In the second leaked extract from his secret diaries, President M is enraged by what he sees as an unpresidented act of cowardice and treachery.

Friday 18 February 2011

14 January 2011

I can’t believe it. I just can’t believe it. How could Zine do it? How could he permit himself to abandon his post like some common criminal fleeing the scene of a crime, rather than staying put like the resistance hero and army man he’s supposed to be?

I don’t know if I can ever forgive cowardice of this sort – and from a man who never tired of boasting about how his political iron fist kept his subjects faithful and his social velvet glove kept them sweet. And to think that he used to berate me for being too soft, for not crushing the independent media and that stupid Kefaya movement calling for my resignation, as if Egypt would be better off without me – I, who fixed the wreck my predecessors left me.
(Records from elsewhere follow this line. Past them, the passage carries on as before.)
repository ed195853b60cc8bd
//! In-process stand-ins for the external services.

use anyhow::Result;
use parking_lot::Mutex;
use std::sync::Arc;
use std::time::Duration;

use crate::models::chat::ChatMessage;
use crate::services::client_manager::ClientManager;
use crate::services::embedding_cache::EmbeddingCache;
use crate::services::embedding_service::{EmbeddingBackend, TextEncoder};
use crate::services::llm_service::LlmProvider;
use crate::services::prompt_assembler::PromptAssembler;
use crate::services::rag_service::{PipelineConfig, RagService};
use crate::services::vector_service::{MatchMetadata, RetrievalMatch, RetrievalProvider};

#[derive(Default)]
pub struct FakeEmbeddings {
    pub fail: bool,
}

struct FakeEncoder;

#[async_trait::async_trait]
impl TextEncoder for FakeEncoder {
    async fn encode(&self, text: &str) -> Result<Vec<f32>> {
        Ok(vec![text.len() as f32, 1.0])
    }
}

#[async_trait::async_trait]
impl EmbeddingBackend for FakeEmbeddings {
    async fn load(&self, model: &str) -> Result<Arc<dyn TextEncoder>> {
        if self.fail {
            anyhow::bail!("cannot load {model}");
        }
        Ok(Arc::new(FakeEncoder))
    }
}

#[derive(Default)]
pub struct FakeIndex {
    pub matches: Vec<RetrievalMatch>,
    pub fail: bool,
    pub delay: Option<Duration>,
    pub queries: Mutex<Vec<(usize, String)>>,
}

#[async_trait::async_trait]
impl RetrievalProvider for FakeIndex {
    async fn query(&self, _vector: &[f32], top_k: usize, namespace: &str) -> Result<Vec<RetrievalMatch>> {
        self.queries.lock().push((top_k, namespace.to_string()));
        if let Some(delay) = self.delay {
            tokio::time::sleep(delay).await;
        }
        if self.fail {
            anyhow::bail!("index unreachable");
        }
        Ok(self.matches.clone())
    }
}

#[derive(Default)]
pub struct FakeLlm {
    pub reply: String,
    pub fail: bool,
    pub delay: Option<Duration>,
    pub prompts: Mutex<Vec<(Vec<ChatMessage>, String)>>,
}

#[async_trait::async_trait]
impl LlmProvider for FakeLlm {
    async fn complete(&self, messages: &[ChatMessage], model: &str) -> Result<String> {
        self.prompts.lock().push((messages.to_vec(), model.to_string()));
        if let Some(delay) = self.delay {
            tokio::time::sleep(delay).await;
        }
        if self.fail {
            anyhow::bail!("No choices returned from completion API");
        }
        Ok(self.reply.clone())
    }
}

pub fn matches(texts: &[&str]) -> Vec<RetrievalMatch> {
    texts
        .iter()
        .enumerate()
        .map(|(i, text)| RetrievalMatch {
            id: format!("chunk-{i}"),
            score: 0.9 - i as f32 * 0.05,
            metadata: MatchMetadata {
                text: text.to_string(),
                extra: Default::default(),
            },
        })
        .collect()
}

pub fn config() -> PipelineConfig {
    PipelineConfig {
        embedding_model: "sentence-transformers/all-mpnet-base-v2".to_string(),
        namespace: "https://github.com/acme/chat-app".to_string(),
        retrieval_top_k: 3,
        completion_model: "deepseek/deepseek-r1:free".to_string(),
        vector_timeout: Duration::from_millis(200),
        completion_timeout: Duration::from_millis(200),
    }
}

pub struct Harness {
    pub index: Arc<FakeIndex>,
    pub llm: Arc<FakeLlm>,
    pub service: RagService,
}

pub fn harness(embeddings: FakeEmbeddings, index: FakeIndex, llm: FakeLlm) -> Harness {
    let index = Arc::new(index);
    let llm = Arc::new(llm);

    let index_handle = index.clone();
    let llm_handle = llm.clone();
    let clients = ClientManager::new(
        Box::new(move || -> Result<Arc<dyn RetrievalProvider>> { Ok(index_handle.clone()) }),
        Box::new(move || -> Result<Arc<dyn LlmProvider>> { Ok(llm_handle.clone()) }),
    );

    let cache = EmbeddingCache::new(Arc::new(embeddings), 128, Duration::from_secs(1));

    let service = RagService::new(
        Arc::new(cache),
        Arc::new(clients),
        PromptAssembler::new(None, 10),
        config(),
    );

    Harness { index, llm, service }
}
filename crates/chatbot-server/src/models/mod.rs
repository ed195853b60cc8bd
pub mod chat;
pub mod chat;
pub mod health;
pub mod socket;
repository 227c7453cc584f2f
//! Login and sign-up forms

use std::sync::Arc;

use crate::auth::AuthClient;
use crate::forms::{LoginForm, SignUpForm, ValidationErrors};

use super::Navigation;

/// Sign-in form state
#[derive(Debug)]
pub struct LoginView {
    auth: Arc<AuthClient>,
    pub form: LoginForm,
    pub field_errors: ValidationErrors,
    pub error: Option<String>,
    pub submitting: bool,
}

impl LoginView {
    pub fn new(auth: Arc<AuthClient>) -> Self {
        Self {
            auth,
            form: LoginForm::default(),
            field_errors: ValidationErrors::new(),
            error: None,
            submitting: false,
        }
    }

    /// Validate then sign in; `Some(Dashboard)` on success
    pub async fn submit(&mut self) -> Option<Navigation> {
        self.error = None;
        let credentials = match self.form.validate() {
            Ok(credentials) => {
                self.field_errors = ValidationErrors::new();
                credentials
            }
            Err(errors) => {
                self.field_errors = errors;
                return None;
            }
        };

        self.submitting = true;
        let result = self.auth.login(&credentials).await;
        self.submitting = false;

        match result {
            Ok(_) => {
                self.form = LoginForm::default();
                Some(Navigation::Dashboard)
            }
            Err(e) => {
                tracing::debug!("Login failed: {}", e);
                self.error = Some(e.inline_message());
                None
            }
        }
    }
}

/// Account creation form state
#[derive(Debug)]
pub struct SignUpView {
    auth: Arc<AuthClient>,
    pub form: SignUpForm,
    pub field_errors: ValidationErrors,
    pub error: Option<String>,
    pub submitting: bool,
}

impl SignUpView {
    pub fn new(auth: Arc<AuthClient>) -> Self {
        Self {
            auth,
            form: SignUpForm::default(),
            field_errors: ValidationErrors::new(),
            error: None,
            submitting: false,
        }
    }

    /// Validate then register; on success the user is sent to the login view
    pub async fn submit(&mut self) -> Option<Navigation> {
        self.error = None;
        let credentials = match self.form.validate() {
            Ok(credentials) => {
                self.field_errors = ValidationErrors::new();
                credentials
            }
            Err(errors) => {
                self.field_errors = errors;
                return None;
            }
        };

        self.submitting = true;
        let result = self.auth.sign_up(&credentials).await;
        self.submitting = false;

        match result {
            Ok(_) => {
                self.form = SignUpForm::default();
                Some(Navigation::Login { registered: true })
            }
            Err(e) => {
                tracing::debug!("Sign-up failed: {}", e);
                self.error = Some(e.inline_message());
                None
            }
        }
    }
}
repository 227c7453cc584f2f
//! Client-side aggregation of per-service samples

use serde::Serialize;

use crate::models::{Service, StatSample};

/// Badge shown for a service in the table
#[derive(Debug, Clone, Copy, PartialEq, Eq, Serialize)]
pub enum ServiceStatus {
    Up,
    Down,
    NoData,
}

impl std::fmt::Display for ServiceStatus {
    fn fmt(&self, f: &mut std::fmt::Formatter<'_>) -> std::fmt::Result {
        match self {
            ServiceStatus::Up => write!(f, "UP"),
            ServiceStatus::Down => write!(f, "DOWN"),
            ServiceStatus::NoData => write!(f, "NO DATA"),
        }
    }
}

/// Figures shown on the stats cards
#[derive(Debug, Clone, Copy, Default, PartialEq, Eq, Serialize)]
pub struct DashboardSummary {
    pub total_services: usize,
    pub up_percentage: u32,
    pub avg_response_time: u32,
}

/// Percentage of sampled services whose latest sample is up, rounded
///
/// Services without samples are left out; 0 when none have samples.
pub fn up_percentage(services: &[Service]) -> u32 {
    let latest: Vec<&StatSample> = services.iter().filter_map(Service::latest_sample).collect();
    if latest.is_empty() {
        return 0;
    }
    let up = latest.iter().filter(|s| s.status).count();
    (100.0 * up as f64 / latest.len() as f64).round() as u32
}

/// Rounded mean of the latest response time across services, 0 when empty
pub fn avg_response_time(services: &[Service]) -> u32 {
    let times: Vec<f64> = services
        .iter()
        .filter_map(Service::latest_sample)
        .filter_map(|s| s.response_time)
        .collect();
    rounded_mean(&times)
}

pub fn summarize(services: &[Service]) -> DashboardSummary {
    DashboardSummary {
        total_services: services.len(),
        up_percentage: up_percentage(services),
        avg_response_time: avg_response_time(services),
    }
}

pub fn classify(service: &Service) -> ServiceStatus {
    match service.latest_sample() {
        None => ServiceStatus::NoData,
        Some(sample) if sample.status => ServiceStatus::Up,
        Some(_) => ServiceStatus::Down,
    }
}

fn rounded_mean(values: &[f64]) -> u32 {
    if values.is_empty() {
        return 0;
    }
    let mean = values.iter().sum::<f64>() / values.len() as f64;
    mean.max(0.0).round() as u32
}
“Let the dogs bark. It’s only when they try to bite or begin to believe that they’re wolves that they need to be culled,” I had told him once nonchalantly, hiding my irritation at his affront to my manhood, in an informal meeting he and I had after a particularly ugly Arab League summit during which that Q (or G as he’s known at home), who thinks he’s Nasser’s prodigy and a film star or something, managed to insult every head of state in the room.

“These ideas of freedom can spread like a deadly virus if not wiped out immediately,” Zine had had the gall to lecture me. “If not for yourself, then think about your brothers in arms.”

“Brothers in arms,” I’d thought, stifling a very unstatesmanly snort of derision. “Where was this brotherhood when Tunisia helped stab Egypt in the back and agreed to the relocation of the Arab League to Tunis?” But not wishing to go down the Q path of insults and silly allegations, I sat up stiffly in my chair to indicate that our time was up. “We have the vaccine for any virus and the antidote for any venom,” I retorted mysteriously. The truly tough don’t need to boast about it. There are men who can do the talking and true men who can do the walking.

On the phone with a visibly rattled and panicky president telling me he was desperately looking around for shelter from the storm, I decided to let loose my years of suppressed annoyance. “Who’s abandoning the cause now, brother Zine? What happened to your iron fist? Did it get blunted by the velvet glove? All these years, have you been a pussy cat pretending to roar like a lion?”

“Even lions know that there comes a time when they are outnumbered and must retreat,” he roared angrily down the phone. “I would advise you to have an exit strategy if you don’t have one already, my dear friend,” he said, calming.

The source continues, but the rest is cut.